Stored data entries:
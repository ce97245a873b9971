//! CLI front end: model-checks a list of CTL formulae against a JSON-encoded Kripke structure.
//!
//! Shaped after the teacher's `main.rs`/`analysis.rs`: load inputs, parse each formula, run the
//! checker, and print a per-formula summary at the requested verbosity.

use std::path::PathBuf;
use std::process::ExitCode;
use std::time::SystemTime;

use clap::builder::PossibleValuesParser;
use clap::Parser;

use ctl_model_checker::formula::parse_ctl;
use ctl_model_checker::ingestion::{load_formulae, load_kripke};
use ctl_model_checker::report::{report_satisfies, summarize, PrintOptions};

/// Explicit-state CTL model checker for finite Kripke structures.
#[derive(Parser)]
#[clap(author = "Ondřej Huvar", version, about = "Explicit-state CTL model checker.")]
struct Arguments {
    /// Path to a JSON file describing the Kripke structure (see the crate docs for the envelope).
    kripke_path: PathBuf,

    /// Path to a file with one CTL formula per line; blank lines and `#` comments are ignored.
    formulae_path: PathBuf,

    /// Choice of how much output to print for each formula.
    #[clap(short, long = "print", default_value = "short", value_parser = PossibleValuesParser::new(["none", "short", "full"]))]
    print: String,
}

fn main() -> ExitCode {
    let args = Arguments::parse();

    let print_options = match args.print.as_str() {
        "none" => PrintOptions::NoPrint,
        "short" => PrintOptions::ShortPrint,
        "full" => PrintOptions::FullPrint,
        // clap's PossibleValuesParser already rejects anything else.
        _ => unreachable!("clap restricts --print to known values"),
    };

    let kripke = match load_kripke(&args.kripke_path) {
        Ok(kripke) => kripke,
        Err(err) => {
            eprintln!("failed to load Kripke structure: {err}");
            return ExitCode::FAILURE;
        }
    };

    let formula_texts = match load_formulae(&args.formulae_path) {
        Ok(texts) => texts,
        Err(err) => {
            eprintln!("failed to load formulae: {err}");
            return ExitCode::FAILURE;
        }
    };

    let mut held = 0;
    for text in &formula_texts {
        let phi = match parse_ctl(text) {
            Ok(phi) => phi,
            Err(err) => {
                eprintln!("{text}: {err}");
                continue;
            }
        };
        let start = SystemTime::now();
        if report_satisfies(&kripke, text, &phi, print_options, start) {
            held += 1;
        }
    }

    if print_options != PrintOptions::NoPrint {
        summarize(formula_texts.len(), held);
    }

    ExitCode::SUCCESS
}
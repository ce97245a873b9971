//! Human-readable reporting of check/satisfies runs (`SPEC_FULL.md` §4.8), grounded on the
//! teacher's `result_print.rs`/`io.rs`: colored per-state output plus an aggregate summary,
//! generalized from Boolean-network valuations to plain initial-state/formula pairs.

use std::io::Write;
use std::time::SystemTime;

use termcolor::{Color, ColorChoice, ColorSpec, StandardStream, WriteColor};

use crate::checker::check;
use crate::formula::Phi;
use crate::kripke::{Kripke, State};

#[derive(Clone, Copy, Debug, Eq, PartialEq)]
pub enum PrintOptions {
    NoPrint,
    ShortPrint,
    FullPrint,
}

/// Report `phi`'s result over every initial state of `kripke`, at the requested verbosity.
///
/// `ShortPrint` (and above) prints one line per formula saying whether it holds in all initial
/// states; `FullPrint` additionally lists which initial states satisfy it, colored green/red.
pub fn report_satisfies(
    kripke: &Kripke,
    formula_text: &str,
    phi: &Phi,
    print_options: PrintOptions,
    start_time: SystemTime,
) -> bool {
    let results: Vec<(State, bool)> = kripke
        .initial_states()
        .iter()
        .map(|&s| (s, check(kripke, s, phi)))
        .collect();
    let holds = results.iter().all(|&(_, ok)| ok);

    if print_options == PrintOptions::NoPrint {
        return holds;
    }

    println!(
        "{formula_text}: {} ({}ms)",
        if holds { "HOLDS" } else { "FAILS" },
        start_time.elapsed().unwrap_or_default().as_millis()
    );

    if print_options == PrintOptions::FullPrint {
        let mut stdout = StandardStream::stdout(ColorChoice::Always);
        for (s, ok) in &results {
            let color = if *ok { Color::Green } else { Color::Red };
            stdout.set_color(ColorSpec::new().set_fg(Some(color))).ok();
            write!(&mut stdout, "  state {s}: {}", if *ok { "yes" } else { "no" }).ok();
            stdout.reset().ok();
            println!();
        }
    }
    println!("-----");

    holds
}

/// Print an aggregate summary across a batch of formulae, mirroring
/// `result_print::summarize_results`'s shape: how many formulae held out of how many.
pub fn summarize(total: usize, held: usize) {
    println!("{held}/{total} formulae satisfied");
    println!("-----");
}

YOUR TASK: The whole set of records needs to be written out exactly.

RESPONSE AREA:
repository ce97245a873b9971
//! CLI front end: model-checks a list of CTL formulae against a JSON-encoded Kripke structure.
//!
//! Shaped after the teacher's `main.rs`/`analysis.rs`: load inputs, parse each formula, run the
//! checker, and print a per-formula summary at the requested verbosity.

use std::path::PathBuf;
use std::process::ExitCode;
use std::time::SystemTime;

use clap::builder::PossibleValuesParser;
use clap::Parser;

use ctl_model_checker::formula::parse_ctl;
use ctl_model_checker::ingestion::{load_formulae, load_kripke};
use ctl_model_checker::report::{report_satisfies, summarize, PrintOptions};

/// Explicit-state CTL model checker for finite Kripke structures.
#[derive(Parser)]
#[clap(author = "Ondřej Huvar", version, about = "Explicit-state CTL model checker.")]
struct Arguments {
    /// Path to a JSON file describing the Kripke structure (see the crate docs for the envelope).
    kripke_path: PathBuf,

    /// Path to a file with one CTL formula per line; blank lines and `#` comments are ignored.
    formulae_path: PathBuf,

    /// Choice of how much output to print for each formula.
    #[clap(short, long = "print", default_value = "short", value_parser = PossibleValuesParser::new(["none", "short", "full"]))]
    print: String,
}

fn main() -> ExitCode {
    let args = Arguments::parse();

    let print_options = match args.print.as_str() {
        "none" => PrintOptions::NoPrint,
        "short" => PrintOptions::ShortPrint,
        "full" => PrintOptions::FullPrint,
        // clap's PossibleValuesParser already rejects anything else.
        _ => unreachable!("clap restricts --print to known values"),
    };

    let kripke = match load_kripke(&args.kripke_path) {
        Ok(kripke) => kripke,
        Err(err) => {
            eprintln!("failed to load Kripke structure: {err}");
            return ExitCode::FAILURE;
        }
    };

    let formula_texts = match load_formulae(&args.formulae_path) {
        Ok(texts) => texts,
        Err(err) => {
            eprintln!("failed to load formulae: {err}");
            return ExitCode::FAILURE;
        }
    };

    let mut held = 0;
    for text in &formula_texts {
        let phi = match parse_ctl(text) {
            Ok(phi) => phi,
            Err(err) => {
                eprintln!("{text}: {err}");
                continue;
            }
        };
        let start = SystemTime::now();
        if report_satisfies(&kripke, text, &phi, print_options, start) {
            held += 1;
        }
    }

    if print_options != PrintOptions::NoPrint {
        summarize(formula_texts.len(), held);
    }

    ExitCode::SUCCESS
}
repository ce97245a873b9971
//! Human-readable reporting of check/satisfies runs (`SPEC_FULL.md` §4.8), grounded on the
//! teacher's `result_print.rs`/`io.rs`: colored per-state output plus an aggregate summary,
//! generalized from Boolean-network valuations to plain initial-state/formula pairs.

use std::io::Write;
use std::time::SystemTime;

use termcolor::{Color, ColorChoice, ColorSpec, StandardStream, WriteColor};

use crate::checker::check;
use crate::formula::Phi;
use crate::kripke::{Kripke, State};

#[derive(Clone, Copy, Debug, Eq, PartialEq)]
pub enum PrintOptions {
    NoPrint,
    ShortPrint,
    FullPrint,
}

/// Report `phi`'s result over every initial state of `kripke`, at the requested verbosity.
///
/// `ShortPrint` (and above) prints one line per formula saying whether it holds in all initial
/// states; `FullPrint` additionally lists which initial states satisfy it, colored green/red.
pub fn report_satisfies(
    kripke: &Kripke,
    formula_text: &str,
    phi: &Phi,
    print_options: PrintOptions,
    start_time: SystemTime,
) -> bool {
    let results: Vec<(State, bool)> = kripke
        .initial_states()
        .iter()
        .map(|&s| (s, check(kripke, s, phi)))
        .collect();
    let holds = results.iter().all(|&(_, ok)| ok);

    if print_options == PrintOptions::NoPrint {
        return holds;
    }

    println!(
        "{formula_text}: {} ({}ms)",
        if holds { "HOLDS" } else { "FAILS" },
        start_time.elapsed().unwrap_or_default().as_millis()
    );

    if print_options == PrintOptions::FullPrint {
        let mut stdout = StandardStream::stdout(ColorChoice::Always);
        for (s, ok) in &results {
            let color = if *ok { Color::Green } else { Color::Red };
            stdout.set_color(ColorSpec::new().set_fg(Some(color))).ok();
            write!(&mut stdout, "  state {s}: {}", if *ok { "yes" } else { "no" }).ok();
            stdout.reset().ok();
            println!();
        }
    }
    println!("-----");

    holds
}

/// Print an aggregate summary across a batch of formulae, mirroring
/// `result_print::summarize_results`'s shape: how many formulae held out of how many.
pub fn summarize(total: usize, held: usize) {
    println!("{held}/{total} formulae satisfied");
    println!("-----");
}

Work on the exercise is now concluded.